_What you are asked to do_
Search the data for the word "fuzz" and copy each line that has it.

____

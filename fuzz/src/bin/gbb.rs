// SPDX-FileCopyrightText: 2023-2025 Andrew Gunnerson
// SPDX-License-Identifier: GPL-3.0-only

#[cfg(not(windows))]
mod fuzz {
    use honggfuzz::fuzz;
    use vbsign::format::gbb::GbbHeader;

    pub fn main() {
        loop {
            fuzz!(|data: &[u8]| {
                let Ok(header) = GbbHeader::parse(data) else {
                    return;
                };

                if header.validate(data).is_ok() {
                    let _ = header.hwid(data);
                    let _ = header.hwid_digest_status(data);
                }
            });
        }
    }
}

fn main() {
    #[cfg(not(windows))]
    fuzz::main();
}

____

_Reply to the exercise_
filename fuzz/src/bin/gbb.rs
mod fuzz {
    use honggfuzz::fuzz;
            fuzz!(|data: &[u8]| {
    fuzz::main();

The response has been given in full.